We're already accustomed to Bill O'Reilly's standard MO when it comes to polls: If it makes Democrats and/or President Obama look bad, he shouts it to the skies. If it makes Republicans look bad, he simply doesn't believe it and declares the
February 17, 2011

We're already accustomed to Bill O'Reilly's standard MO when it comes to polls: If it makes Democrats and/or President Obama look bad, he shouts it to the skies. If it makes Republicans look bad, he simply doesn't believe it and declares the poll methodologically faulty.

And so it was no surprise when, given the recent polling demonstrating that a majority of Republican primary voters are suckers for the Birther conspiracy theories, O'Reilly last night flatly declared the polls wrong:

O'REILLY: And in the "Impact" segment tonight, new poll by a Democratic organization says 51 percent of Republican primary voters believe President Obama was not born in the USA. I do not believe that poll. And here's the reason. The sample is so minuscule, very few people vote in Republican primaries. And to isolate them would be a challenge even for Gallup, much less a political polling center.

So, here is a better poll. According to CBS news, 58 percent of Americans believe the President was born in America, just 20 percent say he was born in another country. The rest don't seem to care. There is no question that some Democrats are trying to marginalize Republican opposition in 2012 by painting them as nuts, thus the birther polling.

Right -- because a a poll surveying all Americans is going to be just like a poll surveying Republican primary voters, eh?

Er, not exactly.

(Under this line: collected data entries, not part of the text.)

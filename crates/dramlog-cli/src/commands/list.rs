use crate::commands::open_store;
use crate::output::{Output, OutputFormat};
use color_eyre::Result;
use comfy_table::{presets::UTF8_BORDERS_ONLY, Table};
use dramlog_models::Rebuy;

pub fn run_list(output: &Output) -> Result<()> {
    let (store, _config) = open_store()?;
    let reviews = store.list()?;

    if output.format() != OutputFormat::Human {
        output.json(&serde_json::to_value(&reviews)?);
        return Ok(());
    }

    if reviews.is_empty() {
        output.info("No reviews yet. Add one with: dramlog add review.json");
        return Ok(());
    }

    let mut table = Table::new();
    table.load_preset(UTF8_BORDERS_ONLY);
    table.set_header(vec!["ID", "Whisky", "Distillery", "Score", "Rebuy", "Date"]);
    for review in &reviews {
        table.add_row(vec![
            review.id.chars().take(8).collect::<String>(),
            review.whisky.name.clone(),
            review.whisky.distillery.clone(),
            format!("{}/100", review.scores.total()),
            match review.would_rebuy {
                Some(Rebuy::Yes) => "yes".to_string(),
                Some(Rebuy::No) => "no".to_string(),
                Some(Rebuy::Maybe) => "maybe".to_string(),
                None => String::new(),
            },
            review.created_at.format("%Y-%m-%d").to_string(),
        ]);
    }
    output.println(table.to_string());
    Ok(())
}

Indeed, O'Reilly just unintentionally highlighted the stark differences between your average Tea Partying-Obama-hating-liberal-smacking Republican voter and the average sane, normal, decent American.

And then he brought on Karl Rove, who then declared that this whole Birther conspiracy theory was concocted by the Obama White House as a way to ensnare poor unwitting wingnuts in the "trap" of John Birth Society-esque conspiracy theories.

No, really, that's what he said:

O'REILLY: OK, so, there is no doubt in my mind after watching Gregory on "Meet the Press" on Sunday, grilling Speaker Boehner about the birth certificate and all of that that the liberal and Gregory is a liberal man, right? I'm not being unfair to him, am I?

KARL ROVE: No.

O'REILLY: OK. He may not acknowledge it but he is. So, it's divide -- let's divide the Republican Party.

ROVE: This is a White House strategy. They love this.

O'REILLY: How do you know it's the White House strategy?

ROVE: Look, the President could come out and say, 'Here are the documents.' They are happy to have this controversy continue because every moment the conservatives talk about this they marginalize themselves and diminish themselves in the minds of independent voters. And every moment we spend talking about this controversy is a moment we can't spend talking about the failed stimulus bill, the reckless spending, Obamacare, his failures in foreign policy and his failure to live up to the promises that he made in the 2008 election.

Look, he was born in Hawaii. If he was born in Kenya, then there must have been some massive conspiracy that said this guy being born in Kenya --

O'REILLY: The Factor already did the investigation and we --

(CROSSTALK)

ROVE: You know, birth notices in both Honolulu newspapers.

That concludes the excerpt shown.